● **INSTRUCTIONS FOR THE TASK**
Report each line of the data that has "PathBuf" somewhere in it.

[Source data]
use std::collections::BTreeMap;
use std::fs;
use std::io;
use std::path::{Path, PathBuf};

use tracing::debug;
use walkdir::WalkDir;

use kv_hash::ContentHasher;
use kv_types::{Fingerprint, StageEntry};

use crate::error::{StoreError, StoreResult};

/// What a successful commit wrote.
#[derive(Debug, Clone, Copy, PartialEq, Eq)]
pub struct CommitSummary {
    /// The snapshot version that was created.
    pub version: u32,
    /// Number of staged files overlaid into the snapshot.
    pub staged: usize,
    /// Number of files carried forward from the previous snapshot.
    pub carried: u64,
}

/// Store of numbered full-copy snapshot directories.
///
/// Version `N` lives at `<commits_dir>/v<N>`, mirroring working-tree
/// relative paths exactly. Snapshots are immutable once fully written;
/// nothing in the engine ever mutates or deletes one.
#[derive(Debug)]
pub struct SnapshotStore {
    commits_dir: PathBuf,
}

impl SnapshotStore {
    /// Create a store over the given commits directory.
    pub fn new(commits_dir: impl Into<PathBuf>) -> Self {
        Self {
            commits_dir: commits_dir.into(),
        }
    }

    /// Count of existing snapshot directories (0 if none).
    pub fn commit_number(&self) -> StoreResult<u32> {
        let dir = match fs::read_dir(&self.commits_dir) {
            Ok(dir) => dir,
            Err(e) if e.kind() == io::ErrorKind::NotFound => return Ok(0),
            Err(e) => return Err(StoreError::Io(e)),
        };
        let mut count = 0;
        for entry in dir {
            let entry = entry?;
            if !entry.file_type()?.is_dir() {
                continue;
            }
            let name = entry.file_name();
            let is_version = name
                .to_str()
                .and_then(|n| n.strip_prefix('v'))
                .map(|n| !n.is_empty() && n.bytes().all(|b| b.is_ascii_digit()))
                .unwrap_or(false);
            if is_version {
                count += 1;
            }
        }
        Ok(count)
    }

    /// Directory of snapshot `version`.
    pub fn version_dir(&self, version: u32) -> PathBuf {
        self.commits_dir.join(format!("v{version}"))
    }

    /// Recursively copy every file of snapshot `from` into snapshot `to`,
    /// preserving subdirectory structure. No-op when `from` is 0. Returns
    /// the number of files copied.
    pub fn carry_forward(&self, from: u32, to: u32) -> StoreResult<u64> {
        if from == 0 {
            return Ok(0);
        }
        let from_dir = self.version_dir(from);
        let to_dir = self.version_dir(to);
        let mut copied = 0;
        for entry in WalkDir::new(&from_dir) {
            let entry = entry.map_err(io::Error::from)?;
            if !entry.file_type().is_file() {
                continue;
            }
            let rel = entry
                .path()
                .strip_prefix(&from_dir)
                .map_err(io::Error::other)?;
            let dest = to_dir.join(rel);
            if let Some(parent) = dest.parent() {
                fs::create_dir_all(parent)?;
            }
            fs::copy(entry.path(), &dest)?;
            copied += 1;
        }
        debug!(from, to, copied, "carry-forward complete");
        Ok(copied)
    }

    /// Commit the staged entries as the next snapshot.
    ///
    /// Carries the previous snapshot forward, then overlays each staged
    /// path with its *current* working-tree content under `root`. Any
    /// failure after the snapshot directory exists aborts with
    /// [`StoreError::PartialCommit`]; the caller must not clear the
    /// staging ledger in that case.
    pub fn commit(&self, root: &Path, entries: &[StageEntry]) -> StoreResult<CommitSummary> {
        let version = self.commit_number()? + 1;
        let dir = self.version_dir(version);
        fs::create_dir_all(&dir)?;

        let partial = |reason: String| StoreError::PartialCommit { version, reason };

        let carried = if version > 1 {
            self.carry_forward(version - 1, version)
                .map_err(|e| partial(e.to_string()))?
        } else {
            0
        };

        for entry in entries {
            let source = root.join(&entry.path);
            if !source.is_file() {
                return Err(partial(format!(
                    "staged file {} is missing from the working tree",
                    entry.path
                )));
            }
            let dest = dir.join(&entry.path);
            if let Some(parent) = dest.parent() {
                fs::create_dir_all(parent)
                    .map_err(|e| partial(format!("creating parents for {}: {e}", entry.path)))?;
            }
            fs::copy(&source, &dest)
                .map_err(|e| partial(format!("copying {}: {e}", entry.path)))?;
        }

        debug!(version, staged = entries.len(), carried, "snapshot written");
        Ok(CommitSummary {
            version,
            staged: entries.len(),
            carried,
        })
    }

    /// File set of the latest snapshot as tree-relative path →
    /// fingerprint, or `None` when no commit exists yet.
    pub fn manifest(&self) -> StoreResult<Option<BTreeMap<String, Fingerprint>>> {
        match self.commit_number()? {
            0 => Ok(None),
            n => self.manifest_of(n).map(Some),
        }
    }

    /// File set of snapshot `version`, with the version path segment
    /// stripped so paths compare as tree-relative.
    pub fn manifest_of(&self, version: u32) -> StoreResult<BTreeMap<String, Fingerprint>> {
        let dir = self.version_dir(version);
        let mut files = BTreeMap::new();
        for entry in WalkDir::new(&dir) {
            let entry = entry.map_err(io::Error::from)?;
            if !entry.file_type().is_file() {
                continue;
            }
            let rel = entry.path().strip_prefix(&dir).map_err(io::Error::other)?;
            let rel: Vec<String> = rel
                .components()
                .map(|c| c.as_os_str().to_string_lossy().into_owned())
                .collect();
            let fingerprint = ContentHasher::fingerprint_file(entry.path())?;
            files.insert(rel.join("/"), fingerprint);
        }
        Ok(files)
    }
}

● **TASK RESULT**
use std::path::{Path, PathBuf};
    commits_dir: PathBuf,
    pub fn new(commits_dir: impl Into<PathBuf>) -> Self {
    pub fn version_dir(&self, version: u32) -> PathBuf {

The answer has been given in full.